Dans son nouveau livre « Tout doit changer – Quel service pour le grand restaurant ? », le chef 3 étoiles Yannick Alleno avance une idée révolutionnaire, surtout émanant d’un cuisinier de cet acabit : ça n’est plus seulement dans l’assiette qu’une grande maison peut faire la différence mais aussi dans le service. Pour être précis, beaucoup se joue selon lui avant le repas, lors de la réservation. C’est ce qu’il appelle « la conciergerie de table » dans son livre d’entretiens (avec Erik Perey) dont Forbes vous propose les bonnes feuilles en exclusivité. Une passionnante plongée dans les coulisses d’un lieu d’exception.

« LA CONCIERGERIE DE TABLE POUR ANTICIPER » (chapitre 4), c’est à l’image de la conciergerie des grands hôtels ? 

Yannick Alleno : Tout à fait. La relation débute dès les premières paroles, dès le premier coup de téléphone pour la réservation. À partir de cette seconde précise, nous sommes face à un client, tout est possible. Nous pouvons nouer un dialogue, recueillir des informations précises, mieux cerner les goûts et les attentes. Ces dernières ne sont pas les mêmes si vous venez pour un anniversaire de mariage, pour fêter un examen ou un concours réussi, pour conclure un voyage en amoureux… Recevoir de la même façon tous les clients, c’est fini, daté, terminé! 

Mais le client risque de perdre en naturel. Un questionnaire avant d’arriver, ce n’est pas très… glamour.

Y.AIl ne s’agit absolument pas d’un questionnaire. Pas du tout. C’est à nous de recueillir les informations utiles, au cours d’un bref entretien. À nous d’être totalement à l’écoute. Par exemple, la semaine dernière, une cliente qui avait déjà dîné à L’Abysse a mentionné le saké à la truffe, qu’elle avait beaucoup aimé. Même si elle réservait pour un autre restaurant du Pavillon Ledoyen nous avons bien sûr noté l’information, elle retrouvera à un moment le saké qu’elle a aimé, accompagné, pourquoi pas, d’un sushi. Ou, à l’inverse, un client ne nous a pas dit ce qu’il voulait mais ce qu’il ne voulait pas : « je vous fais confiance pour les vins pourvu qu’il n’y ait pas de Blancs d’Alsace ». Pour nous, c’est une indication qui en dit long sur les goûts de la personne. À partir de là, nous pouvons prendre une direction.

 Entrons dans le vif du sujet. Concrètement, comment ça se passe? Imaginons, j’appelle le Pavillon Ledoyen, je veux réserver une table. 

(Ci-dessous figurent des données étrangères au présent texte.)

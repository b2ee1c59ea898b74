//! Editor panels: toolbar, palette, status bar, prompts and the context menu

mod dialogs;
mod status;
mod toolbar;

use bevy::prelude::*;
use bevy_egui::{EguiContexts, EguiPrimaryContextPass};
use bevy_level_core::TileLibrary;

use crate::storage::session_active;
use crate::EditorState;

/// Main UI plugin
pub struct EditorUiPlugin;

impl Plugin for EditorUiPlugin {
    fn build(&self, app: &mut App) {
        app.init_resource::<UiState>()
            .add_systems(EguiPrimaryContextPass, render_ui.run_if(session_active));
    }
}

/// Text buffers and what the panels took from the canvas last frame
#[derive(Resource, Debug, Default)]
pub struct UiState {
    /// Name typed for a new pattern
    pub pattern_name: String,
    /// Name typed in the context menu's rename field
    pub rename: String,
    /// Pointer is over a panel; canvas clicks and wheel zoom are skipped
    pub pointer_over_ui: bool,
    /// A text field has focus; keyboard shortcuts are skipped
    pub typing: bool,
}

impl UiState {
    pub(crate) fn blocks_pointer(ui_state: Option<&UiState>) -> bool {
        ui_state.is_some_and(|ui| ui.pointer_over_ui)
    }

    pub(crate) fn blocks_keyboard(ui_state: Option<&UiState>) -> bool {
        ui_state.is_some_and(|ui| ui.typing)
    }
}

/// One paintable entry in a palette row
#[derive(Debug, Clone, PartialEq, Eq)]
pub struct PaletteEntry {
    pub id: String,
    pub name: String,
}

/// Tiles, fill patterns and patterns of `library`, each sorted by name then id
pub fn palette(library: &TileLibrary) -> [Vec<PaletteEntry>; 3] {
    fn sorted<'a>(entries: impl Iterator<Item = (&'a String, &'a String)>) -> Vec<PaletteEntry> {
        let mut entries: Vec<PaletteEntry> = entries
            .map(|(id, name)| PaletteEntry {
                id: id.clone(),
                name: if name.is_empty() { id.clone() } else { name.clone() },
            })
            .collect();
        entries.sort_by(|a, b| a.name.cmp(&b.name).then_with(|| a.id.cmp(&b.id)));
        entries
    }
    [
        sorted(library.tiles.values().map(|t| (&t.id, &t.name))),
        sorted(library.fill_patterns.values().map(|f| (&f.id, &f.name))),
        sorted(library.patterns.values().map(|p| (&p.id, &p.name))),
    ]
}

fn render_ui(
    mut contexts: EguiContexts,
    mut editor_state: ResMut<EditorState>,
    mut ui_state: ResMut<UiState>,
) {
    let Ok(ctx) = contexts.ctx_mut() else { return };

    toolbar::render_toolbar(ctx, &mut editor_state, &mut ui_state);
    status::render_status_bar(ctx, &editor_state);
    dialogs::render_confirmation(ctx, &mut editor_state);
    dialogs::render_free_space_prompt(ctx, &mut editor_state);
    dialogs::render_context_menu(ctx, &mut editor_state, &mut ui_state);

    ui_state.pointer_over_ui = ctx.is_pointer_over_area();
    ui_state.typing = ctx.wants_keyboard_input();
}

Y.A : L’hôte ou l’hôtesse prend la réservation. Ensuite, elle vous demande s’il est possible de vous rappeler plus tard, quand vous aurez un peu de temps libre, pour préparer le repas. Ce premier contact est rapide, fluide. Il ne vous prend que quelques secondes. Au moment convenu, votre concierge de table vous rappelle. Il vous parle rapidement du lieu – un des plus vieux restaurants de Paris, où l’on a popularisé la notion de menu, inventé chez Ledoyen… Très brièvement, il n’appelle pas pour vous faire un cours d’histoire mais pour vous plonger dans l’ambiance. Puis il essaie de mieux cerner le but de votre venue : « venez-vous au Pavillon Ledoyen pour célébrer une occasion spéciale ? »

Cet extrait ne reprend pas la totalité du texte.